Pater went back to his cubicle and began dialing. Later that day he produced a tally sheet showing some $85 million on deposit, in checking accounts, at approximately 80 banks. He and his boss transferred about $65 million to interest-bearing accounts and short term investments that paid up to 15% in those heady days. For the year, they generated around ten percent of Honeywell’s net profit.

“We essentially sucked all the float out of the banks. That was the first time we started managing cash based upon what the banks had on deposit rather than upon what our checkbook said,” Pater recalls.

Harnessing Evolving Technologies, from Mainframes to Personal Computers 

Those were the days when mainframe computer time-sharing was the only way to tap into the power of information technology. Pater convinced a couple of Honeywell engineers to undertake a skunkworks project and write him some code. He then went looking for a way to collect data from the banks and found it at National Data Corporation (NDC), a telephone-based credit-card authorization business in Atlanta.

The result was the world’s first treasury workstation. Honeywell’s banks would call in the balance figures to NDC, which entered the data into the system and gave Pater and his team accurate, current information on the company’s cash position.

In 1974, Pater moved to Atlanta and ran NDC’s first cash management division. The business grew steadily to $45 million in sales. Its clients included 12,000 corporations and 200 large banks.

But by the 1980’s, personal computers were taking over the business world. Pater saw that mainframes would soon give way to desktops and minicomputers. National Data was hesitant about cannibalizing or moving away from its lucrative time-sharing-based business. So Pater and his wife Peg made their move. They bought a portion of an Illinois financial services company that specialized in PC technology. They created a new company called Gateway Systems, and set out to provide treasury management services using what they saw would be the next big thing in IT.

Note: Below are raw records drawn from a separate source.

#![forbid(unsafe_code)]
#![deny(clippy::all)]
#![deny(unreachable_pub)]
#![deny(clippy::correctness)]
#![deny(clippy::suspicious)]
#![deny(clippy::style)]
#![deny(clippy::complexity)]
#![deny(clippy::perf)]
#![deny(clippy::pedantic)]
#![deny(clippy::std_instead_of_core)]

//! Rapid parameter estimation for compact-binary gravitational-wave sources.
//!
//! The crate estimates the posterior over intrinsic source parameters
//! (component masses, spins) by computing, for each point of a discrete grid,
//! the likelihood marginalized over the extrinsic parameters (sky location,
//! distance, time, polarization, orientation), and then refining the grid
//! toward regions of high evidence, generation by generation.
//!
//! # Getting Started
//!
//! ```
//! use rapid_pe::prelude::*;
//! use rapid_pe::toy::GaussianLikelihood;
//!
//! let space = IntrinsicSpace::builder()
//!     .dimension("mass1", 1.0, 2.0)
//!     .dimension("mass2", 1.0, 2.0)
//!     .build()
//!     .unwrap();
//! let prior = ExtrinsicPrior::builder()
//!     .dimension("x", PriorDimension::uniform(-5.0, 5.0).unwrap())
//!     .build()
//!     .unwrap();
//! let likelihood = GaussianLikelihood::new(vec![1.4, 1.4], 0.1, vec![0.0], 0.5);
//!
//! let run = Run::builder()
//!     .space(space)
//!     .prior(prior)
//!     .likelihood(likelihood)
//!     .integrator(IntegratorConfig::builder().batch_size(200).seed(1).build().unwrap())
//!     .scheduler(
//!         SchedulerConfig::builder()
//!             .generation_size(6)
//!             .max_generations(2)
//!             .seed(1)
//!             .build()
//!             .unwrap(),
//!     )
//!     .build()
//!     .unwrap();
//!
//! let summary = run.execute().unwrap();
//! assert_eq!(summary.generations, 2);
//! ```
//!
//! # Core Concepts
//!
//! | Type | Role |
//! |------|------|
//! | [`IntrinsicPoint`] | One grid point: intrinsic parameters, generation, parent. |
//! | [`IntegralResult`] | Evidence estimate, relative error, effective samples, status. |
//! | [`MonteCarloIntegrator`](integrator::MonteCarloIntegrator) | Adaptive importance sampling over the extrinsic parameters of one point. |
//! | [`RefinementScheduler`](scheduler::RefinementScheduler) | Turns a resolved generation into the next one, or declares convergence. |
//! | [`GridStore`](store::GridStore) | Cumulative point history shared by the scheduler and the run driver. |
//! | [`Run`] | Drives the generation loop end to end. |
//!
//! # Feature Flags
//!
//! | Flag | What it enables | Default |
//! |------|----------------|---------|
//! | `gp` | [`GpFitter`](fit::GpFitter) Gaussian-process evidence surface (adds `nalgebra`) | on |
//! | `journal` | [`JournalStore`](store::JournalStore) JSONL persistence with file locking (enables `serde`) | on |
//! | `serde` | `Serialize`/`Deserialize` on the data model | on (via `journal`) |
//! | `async` | [`Run::execute_parallel`] on tokio | on |
//! | `sobol` | Scrambled Sobol initial design | on |
//! | `tracing` | Structured log events via [`tracing`](https://docs.rs/tracing) | on |

/// Emit a `tracing::info!` event when the `tracing` feature is enabled.
/// No-op otherwise.
#[cfg(feature = "tracing")]
macro_rules! trace_info {
    ($($arg:tt)*) => { tracing::info!($($arg)*) };
}

#[cfg(not(feature = "tracing"))]
macro_rules! trace_info {
    ($($arg:tt)*) => {};
}

/// Emit a `tracing::debug!` event when the `tracing` feature is enabled.
/// No-op otherwise.
#[cfg(feature = "tracing")]
macro_rules! trace_debug {
    ($($arg:tt)*) => { tracing::debug!($($arg)*) };
}

#[cfg(not(feature = "tracing"))]
macro_rules! trace_debug {
    ($($arg:tt)*) => {};
}

/// Emit a `tracing::warn!` event when the `tracing` feature is enabled.
/// No-op otherwise.
#[cfg(feature = "tracing")]
macro_rules! trace_warn {
    ($($arg:tt)*) => { tracing::warn!($($arg)*) };
}

#[cfg(not(feature = "tracing"))]
macro_rules! trace_warn {
    ($($arg:tt)*) => {};
}

mod error;
pub mod fit;
pub mod integrator;
pub mod likelihood;
pub mod point;
pub mod prior;
pub mod proposal;
mod rng_util;
pub mod run;
pub mod scheduler;
pub mod space;
pub mod store;
pub mod toy;
mod types;

pub use error::{Error, Result};
pub use likelihood::{Likelihood, LikelihoodError};
pub use point::{Generation, GridRecord, IntegralResult, IntrinsicPoint, PointId};
pub use run::{Run, RunBuilder, RunSummary};
pub use types::{DedupScope, InitialDesign, IntegralStatus, StopReason};

/// Convenient wildcard import for the most common types.
///
/// ```
/// use rapid_pe::prelude::*;
/// ```
pub mod prelude {
    pub use crate::error::{Error, Result};
    #[cfg(feature = "gp")]
    pub use crate::fit::GpFitter;
    pub use crate::fit::{KernelRegressionFitter, Surface, SurfaceFitter};
    pub use crate::integrator::{CancelToken, IntegratorConfig, MonteCarloIntegrator};
    pub use crate::likelihood::{Likelihood, LikelihoodError};
    pub use crate::point::{Generation, GridRecord, IntegralResult, IntrinsicPoint, PointId};
    pub use crate::prior::{ExtrinsicPrior, Prior, PriorDimension};
    pub use crate::run::{Run, RunBuilder, RunSummary};
    pub use crate::scheduler::{GenerationOutcome, RefinementScheduler, SchedulerConfig};
    pub use crate::space::{Bounds, IntrinsicSpace};
    #[cfg(feature = "journal")]
    pub use crate::store::JournalStore;
    pub use crate::store::{GridStore, MemoryStore};
    pub use crate::types::{DedupScope, InitialDesign, IntegralStatus, StopReason};
}
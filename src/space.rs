//! Intrinsic parameter space: named dimensions with prior bounds.
//!
//! Distances between intrinsic points are measured in coordinates
//! normalized to `[0, 1]` by each dimension's prior width, so one minimum
//! separation applies uniformly to masses, spins and anything else.

#[cfg(feature = "serde")]
use serde::{Deserialize, Serialize};

use crate::error::{Error, Result};
use crate::rng_util;

/// A closed interval `[low, high]` with `low < high`.
#[derive(Clone, Copy, Debug, PartialEq)]
#[cfg_attr(feature = "serde", derive(Serialize, Deserialize))]
pub struct Bounds {
    /// Lower bound (inclusive).
    pub low: f64,
    /// Upper bound (inclusive).
    pub high: f64,
}

impl Bounds {
    /// Creates validated bounds.
    ///
    /// # Errors
    ///
    /// Returns `Error::InvalidBounds` unless both ends are finite and
    /// `low < high`.
    pub fn new(low: f64, high: f64) -> Result<Self> {
        if !(low.is_finite() && high.is_finite()) || low >= high {
            return Err(Error::InvalidBounds { low, high });
        }
        Ok(Self { low, high })
    }

    /// Width of the interval.
    #[must_use]
    pub fn width(&self) -> f64 {
        self.high - self.low
    }

    /// Returns `true` if `x` lies inside the interval.
    #[must_use]
    pub fn contains(&self, x: f64) -> bool {
        (self.low..=self.high).contains(&x)
    }

    /// Maps `x` to `[0, 1]`.
    #[must_use]
    pub fn to_unit(&self, x: f64) -> f64 {
        (x - self.low) / self.width()
    }

    /// Maps a unit coordinate back into the interval.
    #[must_use]
    pub fn from_unit(&self, u: f64) -> f64 {
        self.low + u * self.width()
    }
}

/// The intrinsic parameter space of a run.
///
/// # Examples
///
/// ```
/// use rapid_pe::space::IntrinsicSpace;
///
/// let space = IntrinsicSpace::builder()
///     .dimension("mass1", 1.0, 2.0)
///     .dimension("mass2", 1.0, 2.0)
///     .build()
///     .unwrap();
///
/// assert!(space.contains(&[1.4, 1.3]));
/// assert!(!space.contains(&[2.1, 1.3]));
/// assert!((space.distance(&[1.0, 1.0], &[2.0, 1.0]) - 1.0).abs() < 1e-12);
/// ```
#[derive(Clone, Debug, PartialEq)]
#[cfg_attr(feature = "serde", derive(Serialize, Deserialize))]
pub struct IntrinsicSpace {
    names: Vec<String>,
    bounds: Vec<Bounds>,
}

impl IntrinsicSpace {
    /// Returns a builder for declaring dimensions one at a time.
    #[must_use]
    pub fn builder() -> IntrinsicSpaceBuilder {
        IntrinsicSpaceBuilder::default()
    }

    /// Number of intrinsic dimensions.
    #[must_use]
    pub fn n_dims(&self) -> usize {
        self.bounds.len()
    }

    /// Dimension names, in parameter order.
    #[must_use]
    pub fn names(&self) -> &[String] {
        &self.names
    }

    /// Dimension bounds, in parameter order.
    #[must_use]
    pub fn bounds(&self) -> &[Bounds] {
        &self.bounds
    }

    /// Checks that `values` has one entry per dimension.
    ///
    /// # Errors
    ///
    /// Returns `Error::DimensionMismatch` otherwise.
    pub fn check_dims(&self, values: &[f64]) -> Result<()> {
        if values.len() == self.n_dims() {
            Ok(())
        } else {
            Err(Error::DimensionMismatch {
                expected: self.n_dims(),
                got: values.len(),
            })
        }
    }

    /// Returns `true` if every component lies within its bounds.
    ///
    /// A vector of the wrong length is never contained.
    #[must_use]
    pub fn contains(&self, values: &[f64]) -> bool {
        values.len() == self.n_dims()
            && self
                .bounds
                .iter()
                .zip(values)
                .all(|(b, &x)| b.contains(x))
    }

    /// Maps a parameter vector to the unit cube.
    #[must_use]
    pub fn normalize(&self, values: &[f64]) -> Vec<f64> {
        self.bounds
            .iter()
            .zip(values)
            .map(|(b, &x)| b.to_unit(x))
            .collect()
    }

    /// Maps a unit-cube vector back to parameter values.
    #[must_use]
    pub fn denormalize(&self, unit: &[f64]) -> Vec<f64> {
        self.bounds
            .iter()
            .zip(unit)
            .map(|(b, &u)| b.from_unit(u))
            .collect()
    }

    /// Euclidean distance between two points in normalized coordinates.
    #[must_use]
    pub fn distance(&self, a: &[f64], b: &[f64]) -> f64 {
        self.bounds
            .iter()
            .zip(a.iter().zip(b))
            .map(|(bd, (&x, &y))| ((x - y) / bd.width()).powi(2))
            .sum::<f64>()
            .sqrt()
    }

    /// Draws a point uniformly from the bounds.
    pub fn sample_uniform(&self, rng: &mut fastrand::Rng) -> Vec<f64> {
        self.bounds
            .iter()
            .map(|b| rng_util::f64_range(rng, b.low, b.high))
            .collect()
    }
}

/// Builder for [`IntrinsicSpace`].
#[derive(Clone, Debug, Default)]
pub struct IntrinsicSpaceBuilder {
    dims: Vec<(String, f64, f64)>,
}

impl IntrinsicSpaceBuilder {
    /// Appends a dimension with the given name and bounds.
    #[must_use]
    pub fn dimension(mut self, name: impl Into<String>, low: f64, high: f64) -> Self {
        self.dims.push((name.into(), low, high));
        self
    }

    /// Builds the space.
    ///
    /// # Errors
    ///
    /// Returns `Error::ZeroDimensions` when no dimension was declared and
    /// `Error::InvalidBounds` for any malformed interval.
    pub fn build(self) -> Result<IntrinsicSpace> {
        if self.dims.is_empty() {
            return Err(Error::ZeroDimensions);
        }
        let mut names = Vec::with_capacity(self.dims.len());
        let mut bounds = Vec::with_capacity(self.dims.len());
        for (name, low, high) in self.dims {
            bounds.push(Bounds::new(low, high)?);
            names.push(name);
        }
        Ok(IntrinsicSpace { names, bounds })
    }
}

Collaboration with Customers – the Secret of Success 

Gateway’s breakthrough client was the American Express Company. Its offices in Germany needed to serve migrant workers from Turkey, who wanted to send money home to their families.

Pater and his team designed a system where the workers would bring their cash to an AmEx office. The manager would key the information into a personal computer and send it to Gateway. The next morning, funds would be available at any of 19 banks in Turkey.

In the mid-90s, after a successful stint in Italy where they served two major banks, Gateway refocused on the US market. They worked with Prudential Insurance to develop an enterprise-level treasury workstation. A few years later, General Electric and Gateway collaborated on design of a treasury management system to serve all GE facilities. That product, GE WebCash, is still in operation; more than 5,000 GE workstations around the world access it every day.

A New Name, New Worlds to Conquer 

In 2008, Gateway changed its name to GTreasury, which more accurately reflects the company’s sweet spot and sole strategic focus, treasury management. Each day, transactions and transfers in excess of $40 billion course through treasuries that use GTreasury’s software. Pater notes that the cloud computing of today is similar to the mainframe time-sharing that was his launch pad into the business more than 40 years ago.

“The move to the cloud means an increase in the use of shared resources, but the cost structure is very different from the mainframe. With every transaction, there was additional mainframe computer time and an additional fee. The cost curve was linear. That’s not the case with the cloud,” he explained.

“We’ll undoubtedly see continued, incremental changes in the technology. But the mission will always be the same – to illuminate the treasury’s liquidity by centralizing all incoming and outgoing banking activities, whatever the technology may be.”